A fifteen-minute walk brought Sparta through the municipal tubes to the grandiose lobby of the Mars Interplanetary Hotel.
    Sparta’s only luggage was the carefully packed duffle bag that rested lightly on her shoulder. Her instinct was to resist the bellgirl who reached for it as she approached the desk, but the social awareness in which she’d been trained, although she’d never felt it a part of her nature, reminded her that the Mars Interplanetary wasn’t exactly a youth hostel. She surrendered the duffle without resistance.
    She had not been at the desk half a minute when a man approached; disguising her wariness, she turned calmly toward him as he came too close, pushing into her personal space. His blond hair was cut very short and he had skin of the peculiar burnt-orange color that comes from addiction to a tanning machine. His transparent eyebrows were lifted in a smile over his watery blue eyes, and all his yellow teeth were exposed. Sparta noted the wide gap between his upper incisors. He needed work.
He leaned even closer. “You are Inspector Troy?”
     
She nodded. Sparta needed no heightened perception to smell the rademas heavy on his breath. It was a common addictive stimulant.
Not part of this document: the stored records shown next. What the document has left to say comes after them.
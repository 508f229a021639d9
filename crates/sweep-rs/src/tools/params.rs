//! Tool parameter canonicalization and key extraction.
//!
//! Supersede and dedup decisions compare calls by signature, so two calls
//! whose arguments differ only in key order must produce the same string.
//! [`stable_json`] writes JSON with object keys sorted at every depth.

use serde::{Deserialize, Serialize};
use serde_json::Value;

/// Argument keys that may hold a file path, in lookup order.
const PATH_KEYS: &[&str] = &["filePath", "file_path", "path", "file"];

/// Argument keys that may hold a shell command.
const COMMAND_KEYS: &[&str] = &["command", "cmd"];

/// First words of shell commands that only inspect state.
const READ_ONLY_COMMANDS: &[&str] = &[
    "ls", "pwd", "ps", "df", "du", "env", "whoami", "date", "uname", "which", "tree", "wc",
];

/// `git` subcommands that only inspect state.
const READ_ONLY_GIT: &[&str] = &["status", "diff", "log", "branch", "show", "remote"];

/// Shell fragments that make a command unsafe to treat as read-only.
const MUTATING_FRAGMENTS: &[&str] = &[">", ";", "&&", "||", "`", "$("];

/// Serialize `value` with object keys sorted recursively.
///
/// Independent of serde_json's map ordering features, so the output is the
/// same for every build of the crate.
pub fn stable_json(value: &Value) -> String {
    let mut out = String::new();
    write_stable(value, &mut out);
    out
}

fn write_stable(value: &Value, out: &mut String) {
    match value {
        Value::Object(map) => {
            let mut keys: Vec<&String> = map.keys().collect();
            keys.sort();
            out.push('{');
            for (i, key) in keys.into_iter().enumerate() {
                if i > 0 {
                    out.push(',');
                }
                out.push_str(&Value::String(key.clone()).to_string());
                out.push(':');
                write_stable(&map[key.as_str()], out);
            }
            out.push('}');
        }
        Value::Array(items) => {
            out.push('[');
            for (i, item) in items.iter().enumerate() {
                if i > 0 {
                    out.push(',');
                }
                write_stable(item, out);
            }
            out.push(']');
        }
        scalar => out.push_str(&scalar.to_string()),
    }
}

/// Rebuild `value` with object keys inserted in sorted order.
pub fn canonicalize(value: &Value) -> Value {
    match value {
        Value::Object(map) => {
            let mut keys: Vec<&String> = map.keys().collect();
            keys.sort();
            let mut sorted = serde_json::Map::new();
            for key in keys {
                sorted.insert(key.clone(), canonicalize(&map[key.as_str()]));
            }
            Value::Object(sorted)
        }
        Value::Array(items) => Value::Array(items.iter().map(canonicalize).collect()),
        scalar => scalar.clone(),
    }
}

/// Identity of a call for exact-match comparisons: tool name plus stable
/// parameters.
pub fn signature(tool: &str, input: &Value) -> String {
    format!("{}::{}", tool.to_ascii_lowercase(), stable_json(input))
}

/// Extract and normalize the file path a call operates on.
pub fn extract_path(input: &Value) -> Option<String> {
    let obj = input.as_object()?;
    PATH_KEYS
        .iter()
        .find_map(|key| obj.get(*key).and_then(|v| v.as_str()))
        .filter(|p| !p.is_empty())
        .map(normalize_path)
}

/// Lexically normalize a path: drop `.` segments, resolve `..`, collapse
/// repeated separators, and remove a trailing separator.
pub fn normalize_path(path: &str) -> String {
    let absolute = path.starts_with('/');
    let mut segments: Vec<&str> = Vec::new();
    for segment in path.split('/') {
        match segment {
            "" | "." => {}
            ".." => {
                if segments.last().is_some_and(|s| *s != "..") {
                    segments.pop();
                } else if !absolute {
                    segments.push("..");
                }
            }
            other => segments.push(other),
        }
    }
    let joined = segments.join("/");
    if absolute {
        format!("/{joined}")
    } else if joined.is_empty() {
        ".".to_string()
    } else {
        joined
    }
}

/// Extract the URL of a fetch-like call.
pub fn extract_url(input: &Value) -> Option<String> {
    input
        .get("url")
        .and_then(|v| v.as_str())
        .map(|u| u.trim().trim_end_matches('/').to_string())
        .filter(|u| !u.is_empty())
}

/// Extract the command of a shell-like call.
pub fn extract_command(input: &Value) -> Option<String> {
    let obj = input.as_object()?;
    COMMAND_KEYS
        .iter()
        .find_map(|key| obj.get(*key).and_then(|v| v.as_str()))
        .map(normalize_command)
        .filter(|c| !c.is_empty())
}

/// Collapse runs of whitespace so cosmetic differences don't split
/// signatures.
pub fn normalize_command(command: &str) -> String {
    command.split_whitespace().collect::<Vec<_>>().join(" ")
}

/// Whether a shell command only inspects state.
pub fn is_read_only_command(command: &str) -> bool {
    if MUTATING_FRAGMENTS.iter().any(|f| command.contains(f)) {
        return false;
    }
    // Every stage of a pipeline has to be read-only.
    command.split('|').all(|stage| {
        let mut words = stage.split_whitespace();
        match words.next() {
            Some("git") => words.next().is_some_and(|sub| READ_ONLY_GIT.contains(&sub)),
            Some(first) => READ_ONLY_COMMANDS.contains(&first) || is_pager(first),
            None => false,
        }
    })
}

fn is_pager(word: &str) -> bool {
    matches!(word, "head" | "tail" | "sort" | "uniq" | "grep")
}

/// Signature used by the state-query index: tool plus normalized command,
/// or tool plus stable parameters for introspection tools without one.
pub fn state_query_signature(tool: &str, input: &Value) -> String {
    match extract_command(input) {
        Some(cmd) => format!("{}::{cmd}", tool.to_ascii_lowercase()),
        None => signature(tool, input),
    }
}

/// Line range requested by a read call. A missing `limit` means the read
/// runs to the end of the file.
#[derive(Serialize, Deserialize, Clone, Copy, Debug, PartialEq, Eq)]
pub struct ReadRange {
    pub offset: u64,
    pub limit: Option<u64>,
}

impl ReadRange {
    pub fn from_input(input: &Value) -> Self {
        Self {
            offset: input.get("offset").and_then(Value::as_u64).unwrap_or(0),
            limit: input.get("limit").and_then(Value::as_u64),
        }
    }

    /// Exclusive end of the range, or `None` when open-ended.
    pub fn end(&self) -> Option<u64> {
        self.limit.map(|l| self.offset.saturating_add(l))
    }

    /// Whether this (newer) range covers every line of `older`.
    ///
    /// An open-ended range covers any range starting at or after its offset.
    /// A bounded range never covers an open-ended one.
    pub fn contains(&self, older: &ReadRange) -> bool {
        match (self.end(), older.end()) {
            (None, _) => self.offset <= older.offset,
            (Some(_), None) => false,
            (Some(end), Some(older_end)) => self.offset <= older.offset && older_end <= end,
        }
    }
}

/// Extract a short argument summary from JSON arguments for use in
/// placeholders.
pub fn summarize_args(input: &Value, max_len: usize) -> String {
    let Some(obj) = input.as_object() else {
        return truncate_chars(&input.to_string(), max_len);
    };
    let mut keys: Vec<&String> = obj.keys().collect();
    keys.sort();
    let parts: Vec<String> = keys
        .into_iter()
        .take(3)
        .map(|k| {
            let val = match &obj[k.as_str()] {
                Value::String(s) => format!("\"{}\"", truncate_chars(s, 40)),
                other => truncate_chars(&other.to_string(), 40),
            };
            format!("{k}={val}")
        })
        .collect();
    truncate_chars(&parts.join(", "), max_len)
}

/// Truncate to at most `max` characters, ending with `...` when cut.
pub fn truncate_chars(s: &str, max: usize) -> String {
    if s.chars().count() <= max {
        return s.to_string();
    }
    let kept: String = s.chars().take(max.saturating_sub(3)).collect();
    format!("{kept}...")
}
    “Please allow me to introduce myself. I am Wolfgang Prott, the manager of our Mars Interplanetary Hotel here.” Prott was a tall man, wearing a shiny suit of some silklike fabric–not real, which would have been worth a fortune–a suit that was expensive enough to border on the flashy. “Please call me Wolfy, everyone does, and it would be odd if you did not.” He held out his right hand.
His W’s were V’s, and as she took his moist hand she asked, mocking his thick Swiss-German accent, “Did you say Volfy? Or Wolfy? ”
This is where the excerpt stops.